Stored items
//! Expanded `CitizenUnit` pool for the host simulation.
//!
//! Doubles the host's fixed unit array, moves saved unit data onto the
//! larger array while a save loads, repairs orphaned records, and can
//! rebuild every owner's chain from scratch.

use bevy::prelude::*;

pub mod buffer_handle;
pub mod citizen_units;
pub mod citizens;
pub mod error;
pub mod lifecycle;
pub mod metadata;
pub mod migration;
pub mod owners;
pub mod patching;
pub mod rebuild;
pub mod settings;
pub mod slab;
pub mod validator;

#[cfg(test)]
mod test_harness;

pub use buffer_handle::{BufferHandle, BufferReplaced};
pub use citizen_units::CitizenUnits;
pub use error::UnitError;
pub use lifecycle::{AfterDeserialize, BeforeDeserialize, LevelLoaded};
pub use migration::{CapacityPlan, MigrationContext, MigrationEngine, MigrationState};
pub use settings::{SettingsChanged, UnitSettings};
pub use validator::CheckUnitsEvent;

/// Sizes of the pools that live beside the unit array.
#[derive(Debug, Clone, Copy, PartialEq, Eq)]
pub struct PoolLimits {
    pub citizens: u32,
    pub instances: u32,
    pub buildings: u32,
    pub vehicles: u32,
}

impl Default for PoolLimits {
    fn default() -> Self {
        Self {
            citizens: 1_048_576,
            instances: 65_536,
            buildings: 49_152,
            vehicles: 16_384,
        }
    }
}

/// Decode bytes with bitcode, falling back to `T::default()` on failure.
pub fn decode_or_warn<T: bitcode::DecodeOwned + Default>(key: &str, bytes: &[u8]) -> T {
    match bitcode::decode(bytes) {
        Ok(v) => v,
        Err(e) => {
            warn!(
                "{}: failed to decode {} bytes, falling back to default: {}",
                key,
                bytes.len(),
                e
            );
            T::default()
        }
    }
}

#[derive(Default)]
pub struct UnitsPlugin {
    pub plan: CapacityPlan,
    pub limits: PoolLimits,
}

impl Plugin for UnitsPlugin {
    fn build(&self, app: &mut App) {
        // The host allocates the unit array once at startup, already at the
        // expanded size; loads later shrink or keep it.
        app.insert_resource(CitizenUnits::new(self.plan.expanded))
            .insert_resource(citizens::Citizens::new(self.limits.citizens))
            .insert_resource(citizens::CitizenInstances::new(self.limits.instances))
            .insert_resource(owners::Buildings::new(self.limits.buildings as usize))
            .insert_resource(owners::Vehicles::new(self.limits.vehicles as usize))
            .insert_resource(MigrationContext::new(self.plan))
            .init_resource::<MigrationEngine>()
            .init_resource::<metadata::SimulationMetaData>()
            .init_resource::<owners::OwnerKindRegistry>()
            .init_resource::<patching::PatchHost>()
            .init_resource::<validator::LastValidation>()
            .add_event::<BufferReplaced>()
            .add_event::<SettingsChanged>()
            .add_event::<CheckUnitsEvent>()
            .add_systems(Startup, lifecycle::apply_capacity_patches)
            .add_systems(Update, validator::handle_check_units)
            .add_systems(BeforeDeserialize, lifecycle::before_deserialize)
            .add_systems(AfterDeserialize, lifecycle::after_deserialize)
            .add_systems(
                LevelLoaded,
                (lifecycle::run_pending_rebuild, lifecycle::finish_level_loaded).chain(),
            );
    }
}
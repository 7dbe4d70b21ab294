// ---------------------------------------------------------------------------
// file_header – settings file header with magic bytes, version and checksum
// ---------------------------------------------------------------------------
//
// Header format (16 bytes, fixed-size, little-endian):
//   [0..4]   Magic bytes: "MCUS"
//   [4..8]   Format version (u32)
//   [8..12]  Payload length (u32)
//   [12..16] xxHash32 checksum of the payload
//
// On write: encode payload -> prepend header
// On read:  check magic -> check version -> check length -> check checksum

use xxhash_rust::xxh32::xxh32;

use crate::save_error::SaveError;

/// Magic bytes identifying a unit settings file.
pub const MAGIC: [u8; 4] = *b"MCUS";

pub const HEADER_SIZE: usize = 16;

/// Bumped whenever the header layout changes.
pub const HEADER_FORMAT_VERSION: u32 = 1;

const XXHASH_SEED: u32 = 0;

#[derive(Debug, Clone, Copy, PartialEq, Eq)]
pub struct FileHeader {
    pub format_version: u32,
    pub payload_len: u32,
    pub checksum: u32,
}

impl FileHeader {
    pub fn new(payload: &[u8]) -> Self {
        Self {
            format_version: HEADER_FORMAT_VERSION,
            payload_len: payload.len() as u32,
            checksum: xxh32(payload, XXHASH_SEED),
        }
    }
}

fn read_u32(bytes: &[u8], at: usize) -> u32 {
    u32::from_le_bytes([bytes[at], bytes[at + 1], bytes[at + 2], bytes[at + 3]])
}

/// Returns `[header] ++ payload`.
pub fn wrap_with_header(payload: &[u8]) -> Vec<u8> {
    let header = FileHeader::new(payload);
    let mut out = Vec::with_capacity(HEADER_SIZE + payload.len());
    out.extend_from_slice(&MAGIC);
    out.extend_from_slice(&header.format_version.to_le_bytes());
    out.extend_from_slice(&header.payload_len.to_le_bytes());
    out.extend_from_slice(&header.checksum.to_le_bytes());
    out.extend_from_slice(payload);
    out
}

/// Validates the header and returns it with the payload it covers.
///
/// Bytes past the announced payload length are ignored.
pub fn unwrap_header(bytes: &[u8]) -> Result<(FileHeader, &[u8]), SaveError> {
    if bytes.len() < MAGIC.len() || bytes[..4] != MAGIC {
        return Err(SaveError::BadMagic);
    }
    if bytes.len() < HEADER_SIZE {
        return Err(SaveError::Truncated {
            len: bytes.len(),
            need: HEADER_SIZE,
        });
    }

    let header = FileHeader {
        format_version: read_u32(bytes, 4),
        payload_len: read_u32(bytes, 8),
        checksum: read_u32(bytes, 12),
    };
    if header.format_version > HEADER_FORMAT_VERSION {
        return Err(SaveError::VersionMismatch {
            expected_max: HEADER_FORMAT_VERSION,
            found: header.format_version,
        });
    }

    let end = HEADER_SIZE + header.payload_len as usize;
    if bytes.len() < end {
        return Err(SaveError::Truncated {
            len: bytes.len(),
            need: end,
        });
    }
    let payload = &bytes[HEADER_SIZE..end];

    let computed = xxh32(payload, XXHASH_SEED);
    if computed != header.checksum {
        return Err(SaveError::ChecksumMismatch {
            expected: header.checksum,
            found: computed,
        });
    }
    Ok((header, payload))
}

#[cfg(test)]
mod tests {
    use super::*;

    #[test]
    fn test_wrap_then_unwrap_returns_payload() {
        let wrapped = wrap_with_header(b"settings");
        assert_eq!(&wrapped[..4], b"MCUS");
        assert_eq!(wrapped.len(), HEADER_SIZE + 8);

        let (header, payload) = unwrap_header(&wrapped).expect("valid file");
        assert_eq!(header.format_version, HEADER_FORMAT_VERSION);
        assert_eq!(header.payload_len, 8);
        assert_eq!(payload, b"settings");
    }

    #[test]
    fn test_foreign_file_rejected() {
        let result = unwrap_header(b"MEGA\x01\x00\x00\x00");
        assert!(matches!(result, Err(SaveError::BadMagic)));
        assert!(matches!(unwrap_header(b""), Err(SaveError::BadMagic)));
    }

    #[test]
    fn test_short_header_rejected() {
        let result = unwrap_header(b"MCUS\x01\x00");
        assert!(matches!(
            result,
            Err(SaveError::Truncated { len: 6, need: 16 })
        ));
    }

    #[test]
    fn test_missing_payload_bytes_rejected() {
        let wrapped = wrap_with_header(b"0123456789");
        let result = unwrap_header(&wrapped[..HEADER_SIZE + 4]);
        assert!(matches!(result, Err(SaveError::Truncated { .. })));
    }

    #[test]
    fn test_flipped_payload_bit_detected() {
        let mut wrapped = wrap_with_header(b"payload");
        let last = wrapped.len() - 1;
        wrapped[last] ^= 0x01;
        assert!(matches!(
            unwrap_header(&wrapped),
            Err(SaveError::ChecksumMismatch { .. })
        ));
    }

    #[test]
    fn test_future_version_rejected() {
        let mut wrapped = wrap_with_header(b"payload");
        wrapped[4..8].copy_from_slice(&9u32.to_le_bytes());
        assert!(matches!(
            unwrap_header(&wrapped),
            Err(SaveError::VersionMismatch { found: 9, .. })
        ));
    }

    #[test]
    fn test_trailing_bytes_ignored() {
        let mut wrapped = wrap_with_header(b"abc");
        wrapped.extend_from_slice(b"junk");
        let (_, payload) = unwrap_header(&wrapped).expect("valid prefix");
        assert_eq!(payload, b"abc");
    }
}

Activity. With the line that has "pub mod citizen_units;" as the first and the line that has "pub use citizen_units::CitizenUnits;" as the last, repeat exactly that run of lines above and no more.

Reply to the task.
pub mod citizen_units;
pub mod citizens;
pub mod error;
pub mod lifecycle;
pub mod metadata;
pub mod migration;
pub mod owners;
pub mod patching;
pub mod rebuild;
pub mod settings;
pub mod slab;
pub mod validator;

#[cfg(test)]
mod test_harness;

pub use buffer_handle::{BufferHandle, BufferReplaced};
pub use citizen_units::CitizenUnits;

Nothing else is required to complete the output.